- _Task objective_
When the line containing "with partial-message buffering." appears in the entries below, begin printing there and stop after the line containing "how much of"; print each of those lines exactly and no other line.

- _Records contained in a dataset_
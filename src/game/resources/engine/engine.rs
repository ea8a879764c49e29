//! Rules engine adapter - Single source of truth for chess legality
//!
//! The sync engine never implements chess rules itself. Everything it needs
//! to know about the position goes through the [`RulesEngine`] trait, and the
//! canonical position is only ever exposed as an opaque FEN string.
//!
//! # Architecture
//!
//! The rules engine is authoritative for:
//! - Move validation and application
//! - Legal move generation (verbose, with promotion flags)
//! - Check/checkmate/draw detection
//! - Board serialization
//!
//! [`ChessEngine`] is the production adapter, backed by `shakmaty`.
//!
//! # Coordinate System
//!
//! - **Sync coordinates**: [`Square`] with file/rank indices 0-7
//! - **shakmaty coordinates**: linear index 0-63, a1 = 0, h8 = 63
//!
//! Castling is exposed king-centric (e1→g1), the way a user drags the king.

use crate::game::error::{GameError, GameResult};
use crate::game::types::{ChessMove, PieceColor, PieceType, Square};
use shakmaty::fen::Fen;
use shakmaty::san::San;
use shakmaty::{CastlingMode, Chess, Color, EnPassantMode, File, Move, Position, Role};

/// One entry of the verbose legal-move list
#[derive(Debug, Clone, Copy, PartialEq, Eq)]
pub struct LegalMove {
    pub from: Square,
    pub to: Square,
    pub piece: PieceType,
    pub captured: Option<PieceType>,
    /// Set on every promotion variant; one entry exists per promotion piece
    pub promotion: Option<PieceType>,
}

/// Result of a successful `apply_move`
#[derive(Debug, Clone, PartialEq, Eq)]
pub struct AppliedMove {
    pub chess_move: ChessMove,
    pub color: PieceColor,
    /// Standard algebraic notation including check suffix
    pub notation: String,
}

/// Contract the sync engine consumes from the rules engine
pub trait RulesEngine {
    /// Validate and apply a move. Returns `None` (no mutation) when illegal.
    ///
    /// A promotion move requires `promotion`; a non-promotion move ignores it.
    fn apply_move(
        &mut self,
        from: Square,
        to: Square,
        promotion: Option<PieceType>,
    ) -> Option<AppliedMove>;

    /// Legal moves of the side to move, optionally restricted to one origin square
    fn legal_moves(&self, square: Option<Square>) -> Vec<LegalMove>;

    fn turn_color(&self) -> PieceColor;

    fn is_check(&self) -> bool;

    fn is_checkmate(&self) -> bool;

    fn is_draw(&self) -> bool;

    fn is_over(&self) -> bool {
        self.is_checkmate() || self.is_draw()
    }

    /// Canonical FEN of the current position
    fn serialize(&self) -> String;

    fn piece_at(&self, square: Square) -> Option<(PieceColor, PieceType)>;

    /// Replace the position from a FEN string
    fn load(&mut self, board: &str) -> GameResult<()>;

    /// Whether `from→to` is legal and needs a promotion piece
    fn requires_promotion(&self, from: Square, to: Square) -> bool {
        self.legal_moves(Some(from))
            .iter()
            .any(|m| m.to == to && m.promotion.is_some())
    }
}

/// Chess engine resource backed by `shakmaty`
#[derive(Debug, Clone, Default)]
pub struct ChessEngine {
    /// The underlying position
    ///
    /// This is the authoritative source for all chess logic.
    position: Chess,
}

impl ChessEngine {
    /// Start from the standard initial position
    pub fn new() -> Self {
        Self::default()
    }

    /// Start from an arbitrary FEN
    pub fn from_fen(board: &str) -> GameResult<Self> {
        let mut engine = Self::default();
        engine.load(board)?;
        Ok(engine)
    }

    #[inline]
    fn to_engine_square(square: Square) -> shakmaty::Square {
        shakmaty::Square::new(u32::from(square.index()))
    }

    #[inline]
    fn from_engine_square(square: shakmaty::Square) -> Option<Square> {
        square.to_string().parse().ok()
    }

    #[inline]
    pub fn role_to_piece_type(role: Role) -> PieceType {
        match role {
            Role::Pawn => PieceType::Pawn,
            Role::Knight => PieceType::Knight,
            Role::Bishop => PieceType::Bishop,
            Role::Rook => PieceType::Rook,
            Role::Queen => PieceType::Queen,
            Role::King => PieceType::King,
        }
    }

    #[inline]
    pub fn piece_type_to_role(piece_type: PieceType) -> Role {
        match piece_type {
            PieceType::Pawn => Role::Pawn,
            PieceType::Knight => Role::Knight,
            PieceType::Bishop => Role::Bishop,
            PieceType::Rook => Role::Rook,
            PieceType::Queen => Role::Queen,
            PieceType::King => Role::King,
        }
    }

    #[inline]
    fn color_from_engine(color: Color) -> PieceColor {
        match color {
            Color::White => PieceColor::White,
            Color::Black => PieceColor::Black,
        }
    }

    /// King-centric endpoints of an engine move
    fn endpoints(m: &Move) -> Option<(shakmaty::Square, shakmaty::Square)> {
        match m {
            Move::Normal { from, to, .. } => Some((*from, *to)),
            Move::EnPassant { from, to } => Some((*from, *to)),
            Move::Castle { king, rook } => {
                let king_dest = if rook.file() > king.file() {
                    shakmaty::Square::from_coords(File::G, rook.rank())
                } else {
                    shakmaty::Square::from_coords(File::C, rook.rank())
                };
                Some((*king, king_dest))
            }
            Move::Put { .. } => None,
        }
    }

    fn describe(m: &Move) -> Option<LegalMove> {
        let (from, to) = Self::endpoints(m)?;
        Some(LegalMove {
            from: Self::from_engine_square(from)?,
            to: Self::from_engine_square(to)?,
            piece: Self::role_to_piece_type(m.role()),
            captured: m.capture().map(Self::role_to_piece_type),
            promotion: m.promotion().map(Self::role_to_piece_type),
        })
    }

    /// Find the engine move for a `(from, to, promotion)` request
    fn find_move(&self, from: Square, to: Square, promotion: Option<PieceType>) -> Option<Move> {
        let from_sq = Self::to_engine_square(from);
        let to_sq = Self::to_engine_square(to);
        let wanted = promotion.map(Self::piece_type_to_role);

        self.position
            .legal_moves()
            .iter()
            .filter(|m| Self::endpoints(m) == Some((from_sq, to_sq)))
            .find(|m| match m.promotion() {
                Some(role) => Some(role) == wanted,
                None => true,
            })
            .cloned()
    }
}

impl RulesEngine for ChessEngine {
    fn apply_move(
        &mut self,
        from: Square,
        to: Square,
        promotion: Option<PieceType>,
    ) -> Option<AppliedMove> {
        let m = self.find_move(from, to, promotion)?;
        let legal = Self::describe(&m)?;
        let color = self.turn_color();
        let san = San::from_move(&self.position, m.clone()).to_string();

        let next = self.position.clone().play(m).ok()?;
        self.position = next;

        let suffix = if self.position.is_checkmate() {
            "#"
        } else if self.position.is_check() {
            "+"
        } else {
            ""
        };

        Some(AppliedMove {
            chess_move: ChessMove {
                from: legal.from,
                to: legal.to,
                promotion: legal.promotion,
                piece: legal.piece,
                captured: legal.captured,
            },
            color,
            notation: format!("{san}{suffix}"),
        })
    }

    fn legal_moves(&self, square: Option<Square>) -> Vec<LegalMove> {
        self.position
            .legal_moves()
            .iter()
            .filter_map(Self::describe)
            .filter(|m| square.map_or(true, |sq| m.from == sq))
            .collect()
    }

    fn turn_color(&self) -> PieceColor {
        Self::color_from_engine(self.position.turn())
    }

    fn is_check(&self) -> bool {
        self.position.is_check()
    }

    fn is_checkmate(&self) -> bool {
        self.position.is_checkmate()
    }

    fn is_draw(&self) -> bool {
        self.position.is_stalemate()
            || self.position.is_insufficient_material()
            || self.position.halfmoves() >= 100
    }

    fn serialize(&self) -> String {
        Fen::from_position(&self.position, EnPassantMode::Legal).to_string()
    }

    fn piece_at(&self, square: Square) -> Option<(PieceColor, PieceType)> {
        self.position
            .board()
            .piece_at(Self::to_engine_square(square))
            .map(|piece| {
                (
                    Self::color_from_engine(piece.color),
                    Self::role_to_piece_type(piece.role),
                )
            })
    }

    fn load(&mut self, board: &str) -> GameResult<()> {
        let fen: Fen = board.trim().parse().map_err(|e| GameError::InvalidBoard {
            message: format!("{e}"),
        })?;
        self.position =
            fen.into_position(CastlingMode::Standard)
                .map_err(|e| GameError::InvalidBoard {
                    message: format!("{e}"),
                })?;
        Ok(())
    }
}
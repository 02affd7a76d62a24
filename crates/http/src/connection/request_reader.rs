use bytes::{Buf, BytesMut};
use tokio::io::{AsyncRead, AsyncReadExt};
use tracing::{debug, trace};

use crate::protocol::{HttpError, ParseError};

/// The bytes available after a [`RequestReader::read`].
#[derive(Debug)]
pub struct ReadResult<'a> {
    /// every byte received and not consumed yet
    pub buffer: &'a [u8],
    /// true once the peer closed its sending side, no more bytes will arrive
    pub is_completed: bool,
}

/// Inbound byte source with partial-message buffering.
///
/// Each [`read`](RequestReader::read) returns the whole retained window. The
/// caller reports with [`advance_to`](RequestReader::advance_to) how much of
/// it was consumed (dropped) and how much was examined: when everything was
/// examined the next read waits for the socket, otherwise it returns the
/// retained bytes right away.
#[derive(Debug)]
pub struct RequestReader<R> {
    reader: R,
    buf: BytesMut,
    read_buffer_size: usize,
    is_completed: bool,
    needs_read: bool,
}

impl<R> RequestReader<R> {
    pub fn with_capacity(reader: R, read_buffer_size: usize) -> Self {
        Self {
            reader,
            buf: BytesMut::with_capacity(read_buffer_size),
            read_buffer_size,
            is_completed: false,
            needs_read: true,
        }
    }

    /// Drops the first `consumed` bytes of the window returned by the last read.
    ///
    /// `examined` counts the bytes inspected so far, including the consumed
    /// ones. Examining less than the whole window makes the next read return
    /// immediately.
    ///
    /// # Panics
    ///
    /// Panics if `consumed > examined` or `examined` exceeds the window.
    pub fn advance_to(&mut self, consumed: usize, examined: usize) {
        assert!(consumed <= examined && examined <= self.buf.len(), "advance_to({consumed}, {examined}) out of window {}", self.buf.len());
        self.needs_read = examined == self.buf.len();
        self.buf.advance(consumed);
    }

    /// Marks the inbound side as finished, dropping any retained bytes.
    pub fn complete(&mut self, error: Option<&HttpError>) {
        match error {
            Some(e) => debug!(cause = %e, unread = self.buf.len(), "request stream completed with error"),
            None => debug!(unread = self.buf.len(), "request stream completed"),
        }
        self.is_completed = true;
        self.buf.clear();
    }
}

impl<R: AsyncRead + Unpin> RequestReader<R> {
    /// Waits for inbound bytes unless retained bytes have not been examined yet.
    pub async fn read(&mut self) -> Result<ReadResult<'_>, ParseError> {
        if self.needs_read && !self.is_completed {
            if self.buf.capacity() - self.buf.len() < self.read_buffer_size {
                self.buf.reserve(self.read_buffer_size);
            }

            let size = self.reader.read_buf(&mut self.buf).await.map_err(ParseError::io)?;
            trace!(size, buffered = self.buf.len(), "read request bytes");
            if size == 0 {
                self.is_completed = true;
            }
        }

        self.needs_read = true;
        Ok(ReadResult { buffer: &self.buf[..], is_completed: self.is_completed })
    }
}

#[cfg(test)]
mod tests {
    use super::*;

    #[tokio::test]
    async fn retains_unconsumed_bytes() {
        let (mut client, server) = tokio::io::duplex(64);
        let mut reader = RequestReader::with_capacity(server, 16);

        tokio::io::AsyncWriteExt::write_all(&mut client, b"GET /pla").await.unwrap();
        let result = reader.read().await.unwrap();
        assert_eq!(result.buffer, b"GET /pla");
        assert!(!result.is_completed);
        reader.advance_to(4, 8);

        tokio::io::AsyncWriteExt::write_all(&mut client, b"intext").await.unwrap();
        drop(client);
        let result = reader.read().await.unwrap();
        assert_eq!(result.buffer, b"/plaintext");
        reader.advance_to(10, 10);

        let result = reader.read().await.unwrap();
        assert!(result.buffer.is_empty());
        assert!(result.is_completed);
    }

    #[tokio::test]
    async fn unexamined_bytes_are_returned_without_reading() {
        // the client never writes again, a socket read would hang
        let (mut client, server) = tokio::io::duplex(64);
        let mut reader = RequestReader::with_capacity(server, 16);

        tokio::io::AsyncWriteExt::write_all(&mut client, b"firstsecond").await.unwrap();
        assert_eq!(reader.read().await.unwrap().buffer, b"firstsecond");
        reader.advance_to(5, 5);

        let result = reader.read().await.unwrap();
        assert_eq!(result.buffer, b"second");
        assert!(!result.is_completed);
    }

    #[test]
    #[should_panic(expected = "out of window")]
    fn consumed_beyond_window_panics() {
        let (_client, server) = tokio::io::duplex(64);
        let mut reader = RequestReader::with_capacity(server, 16);
        reader.advance_to(1, 1);
    }
}
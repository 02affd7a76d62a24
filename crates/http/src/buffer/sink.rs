//! Output sinks the [`BufferWriter`](super::BufferWriter) writes into.
//!
//! A sink hands out writable regions and is told afterwards how many bytes of
//! the last region were really used. The writer never assumes anything else
//! about the backing storage, so the same writer drives the connection's
//! outbound buffer and the in-memory sinks used by tests and benchmarks.

use bytes::BytesMut;

/// Default number of bytes handed out by a single [`OutputBuffer`] claim
pub const DEFAULT_SEGMENT_SIZE: usize = 4 * 1024;

/// A byte sink able to lend out writable memory.
///
/// The protocol is "claim, write, commit":
///
/// 1. [`claim`](OutputSink::claim) a region of at least `min_size` bytes
/// 2. fill a prefix of the region (re-borrowing it through [`claimed`](OutputSink::claimed))
/// 3. report the filled prefix with [`advance`](OutputSink::advance)
///
/// Bytes that were written into a region but never advanced are not part of
/// the output.
pub trait OutputSink {
    /// Returns a writable region of at least `min_size` bytes.
    ///
    /// Any previously claimed but not advanced bytes are discarded.
    fn claim(&mut self, min_size: usize) -> &mut [u8];

    /// Returns the part of the last claimed region that has not been advanced yet.
    fn claimed(&mut self) -> &mut [u8];

    /// Commits the first `count` bytes of the claimed region.
    ///
    /// # Panics
    ///
    /// Panics if `count` exceeds the length of [`claimed`](OutputSink::claimed).
    fn advance(&mut self, count: usize);
}

/// An in-memory [`OutputSink`] backed by [`BytesMut`].
///
/// A claim hands back the initialized space behind the committed bytes when
/// it holds at least `min_size` bytes, otherwise it grows that space to
/// `max(min_size, segment_size)` bytes. Both the allocation and the
/// initialized space survive [`clear`](OutputBuffer::clear), so a connection
/// reaches a steady state where claiming neither allocates nor zeroes memory.
#[derive(Debug)]
pub struct OutputBuffer {
    buf: BytesMut,
    committed: usize,
    segment_size: usize,
}

impl OutputBuffer {
    pub fn new() -> Self {
        Self::with_segment_size(DEFAULT_SEGMENT_SIZE)
    }

    /// Creates a buffer whose claims are `segment_size` bytes long unless a
    /// larger minimum is requested.
    ///
    /// # Panics
    ///
    /// Panics if `segment_size` is zero.
    pub fn with_segment_size(segment_size: usize) -> Self {
        assert!(segment_size > 0, "segment size must be positive");
        Self { buf: BytesMut::with_capacity(segment_size), committed: 0, segment_size }
    }

    /// The bytes committed so far.
    #[inline]
    pub fn committed(&self) -> &[u8] {
        &self.buf[..self.committed]
    }

    #[inline]
    pub fn len(&self) -> usize {
        self.committed
    }

    #[inline]
    pub fn is_empty(&self) -> bool {
        self.committed == 0
    }

    #[inline]
    pub fn segment_size(&self) -> usize {
        self.segment_size
    }

    /// Drops every committed byte, keeping the allocation for the next claims.
    pub fn clear(&mut self) {
        self.committed = 0;
    }
}

impl Default for OutputBuffer {
    fn default() -> Self {
        Self::new()
    }
}

impl OutputSink for OutputBuffer {
    fn claim(&mut self, min_size: usize) -> &mut [u8] {
        let spare = self.buf.len() - self.committed;
        if spare == 0 || spare < min_size {
            let size = min_size.max(self.segment_size);
            self.buf.resize(self.committed + size, 0);
        }
        &mut self.buf[self.committed..]
    }

    #[inline]
    fn claimed(&mut self) -> &mut [u8] {
        &mut self.buf[self.committed..]
    }

    #[inline]
    fn advance(&mut self, count: usize) {
        let claimed = self.buf.len() - self.committed;
        assert!(count <= claimed, "advance {count} bytes exceeds the claimed region of {claimed} bytes");
        self.committed += count;
    }
}
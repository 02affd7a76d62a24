/// Request shapes a plaintext client sends.
#[derive(Debug, Copy, Clone)]
pub struct Workload {
    name: &'static str,
    request: &'static [u8],
    depth: usize,
}

pub const PLAINTEXT_REQUEST: &[u8] = b"GET /plaintext HTTP/1.1\r\n\
    Host: server\r\n\
    User-Agent: Mozilla/5.0 (X11; Linux x86_64) Gecko/20130501 Firefox/30.0 AppleWebKit/600.00 Chrome/30.0.0000.0 Trident/10.0 Safari/600.00\r\n\
    Cookie: uid=12345678901234567890; __utma=1.1234567890.1234567890.1234567890.1234567890.12; wd=2560x1600\r\n\
    Accept: text/html,application/xhtml+xml,application/xml;q=0.9,*/*;q=0.8\r\n\
    Accept-Language: en-US,en;q=0.5\r\n\
    Connection: keep-alive\r\n\r\n";

pub const MINIMAL_REQUEST: &[u8] = b"GET /plaintext HTTP/1.1\r\nHost: server\r\n\r\n";

impl Workload {
    pub const fn new(name: &'static str, request: &'static [u8], depth: usize) -> Self {
        Self { name, request, depth }
    }

    pub const fn single(name: &'static str, request: &'static [u8]) -> Self {
        Self::new(name, request, 1)
    }

    /// `depth` copies of `request` back to back, the shape of a pipelining client
    pub const fn pipelined(name: &'static str, request: &'static [u8], depth: usize) -> Self {
        Self::new(name, request, depth)
    }

    pub fn name(&self) -> &'static str {
        self.name
    }

    pub fn depth(&self) -> usize {
        self.depth
    }

    pub fn payload(&self) -> Vec<u8> {
        self.request.repeat(self.depth)
    }
}

pub fn plaintext_workloads() -> Vec<Workload> {
    vec![
        Workload::single("minimal", MINIMAL_REQUEST),
        Workload::single("browser", PLAINTEXT_REQUEST),
        Workload::pipelined("browser_x16", PLAINTEXT_REQUEST, 16),
        Workload::pipelined("minimal_x256", MINIMAL_REQUEST, 256),
    ]
}
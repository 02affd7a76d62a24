use std::sync::Arc;

use tokio::io::{AsyncRead, AsyncWrite};
use tracing::info;

use crate::config::ConnectionConfig;
use crate::connection::{Drain, RequestPipeline, RequestReader, ResponseWriter};
use crate::date::DateHeader;
use crate::protocol::HttpError;

/// An HTTP connection driving the request pipeline over a split transport.
///
/// One `HttpConnection` is meant to run as one task. Requests are answered
/// strictly in arrival order: every read drains all complete requests into a
/// single output batch, and the output is flushed once per read.
///
/// # Type Parameters
///
/// * `R`: The async readable stream type
/// * `W`: The async writable stream type
#[derive(Debug)]
pub struct HttpConnection<R, W> {
    input: RequestReader<R>,
    output: ResponseWriter<W>,
    pipeline: RequestPipeline,
}

impl<R, W> HttpConnection<R, W>
where
    R: AsyncRead + Unpin,
    W: AsyncWrite + Unpin,
{
    /// Creates a connection with the default config and the global [`DateHeader`].
    pub fn new(reader: R, writer: W) -> Self {
        Self::with_config(reader, writer, &ConnectionConfig::default(), Arc::clone(DateHeader::global()))
    }

    pub fn with_config(reader: R, writer: W, config: &ConnectionConfig, date_header: Arc<DateHeader>) -> Self {
        Self {
            input: RequestReader::with_capacity(reader, config.read_buffer_size),
            output: ResponseWriter::with_segment_size(writer, config.segment_size),
            pipeline: RequestPipeline::new(config, date_header),
        }
    }

    /// Serves requests until the peer closes the connection or an error occurs.
    ///
    /// Whatever the outcome, the inbound side is completed first (carrying the
    /// error, if any) and the outbound side is flushed and shut down afterwards.
    pub async fn process(mut self) -> Result<(), HttpError> {
        let result = self.process_requests().await;

        self.input.complete(result.as_ref().err());
        let completed = self.output.complete().await.map_err(HttpError::from);
        result.and(completed)
    }

    async fn process_requests(&mut self) -> Result<(), HttpError> {
        let Self { input, output, pipeline } = self;

        loop {
            let read_result = input.read().await?;
            let window_len = read_result.buffer.len();

            if window_len == 0 && read_result.is_completed {
                info!("cant read more request, break this connection down");
                return Ok(());
            }

            let drain = pipeline.handle_requests(read_result.buffer, read_result.is_completed, output.sink())?;
            match drain {
                Drain::Completed { consumed } => input.advance_to(consumed, window_len),
                Drain::Suspended { consumed } => {
                    // requests behind the suspended one are handed out again without a socket read
                    input.advance_to(consumed, consumed);
                    pipeline.respond_async(output).await?;
                    if consumed < window_len {
                        continue;
                    }
                }
            }

            output.flush().await?;
        }
    }
}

- _Response area_
/// Inbound byte source with partial-message buffering.
///
/// Each [`read`](RequestReader::read) returns the whole retained window. The
/// caller reports with [`advance_to`](RequestReader::advance_to) how much of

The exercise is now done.